Мальчик перестал резать (кому, так или иначе, черт побери, нужен весь этот хлеб?), провел лезвием ножа по коричневому большому пальцу.
— Это, в конце концов, не имеет значения, — сказал Эндерби. — Спасибо за помощь. Или, может быть, в данном случае за отсутствие помощи. Так или иначе, muchas gracias[112]
. — И вышел, звякая валявшимися в темном коридоре бутылками. Гомес крикнул вслед что-то, заканчивавшееся на hombre. Эндерби прошел мимо мужчины на койке, пребывавшего в мире ином, и сидевшего рядом с ним личного секретаря, пишущего под диктовку. Потом грудью раздвинул пластиковые ленты, слепо заморгал в баре. Там появился новый мужчина, очевидно шотландец, поскольку говорил «маленечко трудновато». Мужчина у школьной доски только что написалРомантика, рассеянно подумал Эндерби, лучше всей прочей белиберды. Вспомнив об украденной в сортире книге, быстро сунул руку в карман. Трясущийся молодой человек в темных очках отпрянул, выставил перед собой ладони в ожидании выстрела. Эндерби всем улыбнулся, считая, что у него имеются подходящие основания для улыбки, даже в столь затруднительном положении. Только нет еще, не сейчас. Он жаждал закрытого уединенного места типа уборной, но долг, издав щелчок, вроде таблички «занято», напомнил о себе. Гробовщик не улыбнулся в ответ. Трясущийся молодой человек опомнился, как бы давая понять своей маниакальной ухмылкой, что все это просто шутка. Эндерби придержал книжку в кармане, точно она могла оттуда выскочить. Прочь. Прочь.
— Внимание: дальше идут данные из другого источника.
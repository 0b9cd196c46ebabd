use std::sync::Arc;

use common::error::{HsError, HsResult};
use hojas_common::{Credentials, User};
use tokio::sync::watch;

use crate::{
    http::ApiTransport,
    router::Navigator,
    routes::{NavigationError, NavigationTarget, Page},
};

const USER_PATH: &str = "/api/user";
const CSRF_COOKIE_PATH: &str = "/sanctum/csrf-cookie";
const LOGIN_PATH: &str = "/api/login";
const LOGOUT_PATH: &str = "/api/logout";

/// Authenticated user context cached by the client
#[derive(Debug, Clone, Default, PartialEq)]
pub struct Session {
    pub is_authenticated: bool,
    pub user: Option<User>,
}

impl Session {
    const fn authenticated(user: User) -> Self {
        Self {
            is_authenticated: true,
            user: Some(user),
        }
    }

    /// Already verified against the backend with a known user
    const fn is_verified(&self) -> bool {
        self.is_authenticated && self.user.is_some()
    }
}

/// Proof that the session has been verified against the backend at least once. Required to build
/// the [Router][crate::router::Router] so the guard never runs on an unresolved session.
#[derive(Debug)]
pub struct SessionResolved(());

#[cfg(test)]
impl SessionResolved {
    pub(crate) const fn assumed() -> Self {
        Self(())
    }
}

/// Owner of the client [Session]. Observers read it through [AuthStore::subscribe].
pub struct AuthStore<T> {
    api: Arc<T>,
    state: Arc<watch::Sender<Session>>,
}

impl<T> Clone for AuthStore<T> {
    fn clone(&self) -> Self {
        Self {
            api: self.api.clone(),
            state: self.state.clone(),
        }
    }
}

impl<T: ApiTransport> AuthStore<T> {
    pub fn new(api: Arc<T>) -> Self {
        let (state, _) = watch::channel(Session::default());
        Self {
            api,
            state: Arc::new(state),
        }
    }

    pub fn session(&self) -> Session {
        self.state.borrow().clone()
    }

    pub fn is_logged_in(&self) -> bool {
        self.state.borrow().is_authenticated
    }

    pub fn current_user(&self) -> Option<User> {
        self.state.borrow().user.clone()
    }

    pub fn subscribe(&self) -> watch::Receiver<Session> {
        self.state.subscribe()
    }

    fn clear(&self) {
        self.state.send_replace(Session::default());
    }

    /// Verify the session against the backend unless a user is already cached. Any failure,
    /// including auth challenges, leaves the store unauthenticated; nothing is returned to the
    /// caller.
    pub async fn check_status(&self) {
        let verified = self.state.borrow().is_verified();
        if verified {
            return;
        }
        log::debug!("Verifying session with {USER_PATH}");
        let user = match self.api.get(USER_PATH).await {
            Ok(response) => match response.json_opt::<User>() {
                Ok(user) => user,
                Err(error) => {
                    log::warn!("Session check returned an unreadable user. {error}");
                    None
                }
            },
            Err(error) if error.is_auth_challenge() => {
                log::info!("No active session ({:?})", error.status());
                None
            }
            Err(error) => {
                log::warn!("Could not verify session. {error}");
                None
            }
        };
        match user {
            Some(user) => {
                log::info!("Active session found for {}", user.email);
                self.state.send_replace(Session::authenticated(user));
            }
            None => self.clear(),
        }
    }

    /// Run [AuthStore::check_status] and hand back the token that unlocks router construction
    pub async fn resolve(&self) -> SessionResolved {
        self.check_status().await;
        SessionResolved(())
    }

    /// Prime the CSRF cookie, submit `credentials` and verify the resulting session. Returns the
    /// authenticated flag after verification.
    /// # Errors
    /// This function will return [HsError::CsrfConfiguration] if the CSRF cookie could not be
    /// obtained (the credentials are never sent in that case), or the login request's error if
    /// the backend rejects it. The session is cleared on both paths.
    pub async fn login(&self, credentials: &Credentials) -> HsResult<bool> {
        log::info!("Attempting login for {}", credentials.email);
        let body = serde_json::to_value(credentials)?;
        if let Err(error) = self.api.get(CSRF_COOKIE_PATH).await {
            log::error!("Could not obtain the CSRF cookie. {error}");
            self.clear();
            return Err(HsError::CsrfConfiguration);
        }
        log::debug!("CSRF cookie obtained");
        if let Err(error) = self.api.post(LOGIN_PATH, Some(body)).await {
            match error.response_message() {
                Some(message) => log::error!("Login rejected. {message}"),
                None => log::error!("Login request failed. {error}"),
            }
            self.clear();
            return Err(error);
        }
        self.check_status().await;
        Ok(self.is_logged_in())
    }

    /// End the session on the backend and locally. The local session is always cleared and the
    /// `navigator` sent to the login page, even when the backend call fails.
    pub async fn logout<N: Navigator + ?Sized>(&self, navigator: &N) {
        match self.api.post(LOGOUT_PATH, None).await {
            Ok(_) => log::info!("Logged out"),
            Err(error) => log::error!("Logout request failed, clearing local session. {error}"),
        }
        self.clear();
        match navigator.push(NavigationTarget::named(Page::Login)) {
            Ok(_) | Err(NavigationError::Duplicated(_)) => {}
            Err(error) => log::error!("Could not redirect to login. {error}"),
        }
    }
}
В ветреную марокканскую ночь.
На медленном пыхтящем подъеме то и дело приходилось резко останавливаться, прислонясь в темноте к какой-нибудь стене, прислушиваться и присматриваться, проверять, не идет ли преследование. Трудно было сказать. Кругом полно мавританских мальчишек, одним из которых вполне мог оказаться тот самый резчик хлеба, хотя никто вроде бы не таился: фактически, один откровенно писал в канаву (впрочем, это, возможно, хитрая уловка), другой приветствовал пожилого, опрятно одетого мавра, шедшего под гору, потом побежал за ним, плачась на определенные осложненные горести, но не удостаиваясь внимания. Эндерби шел мимо грязных кофеен, потом на углу улицы наткнулся на жарко спорившую компанию, видимо, нищих, с тощими, но сильными голыми ногами под свивальниками, в обтрепанных европейских пиджаках, сплошь в тюрбанах; немного с ними постоял, как можно лучше вглядываясь сквозь энергичные жесты. Кажется, все в порядке, никто не преследует, он ушел от предателя Гомеса. Два предателя Гомеса. Чертов Джон в Лондоне, в конце концов, и есть гад поганый, каковым Эндерби его всегда считал. Он сначала наполнил легкие, словно пес, бегущий к дверям, чтобы гавкнуть, потом свернул налево на горку покруче. На полпути наверх стоял очень шумный кинотеатр с каким-то, как явствовало из рекламных плакатов, египетским фильмом (неискренне улыбчивый герой типа полковника Насера). Эндерби себя почувствовал как бы под защитой всего этого шума, производимого главным образом публикой. Ковырявший в зубах молодой человек в темной одежде в окошечке кассы посмотрел на него. Должно быть, администратор.
— Alors, ça marche, hein?[113]
— пропыхтел Эндерби. Если кто-нибудь спросит этого администратора, не видал ли он проходившего здесь англичанина, он скажет: нет, только француза. А сейчас ничего не сказал, лишь смотрел, ковыряя в зубах.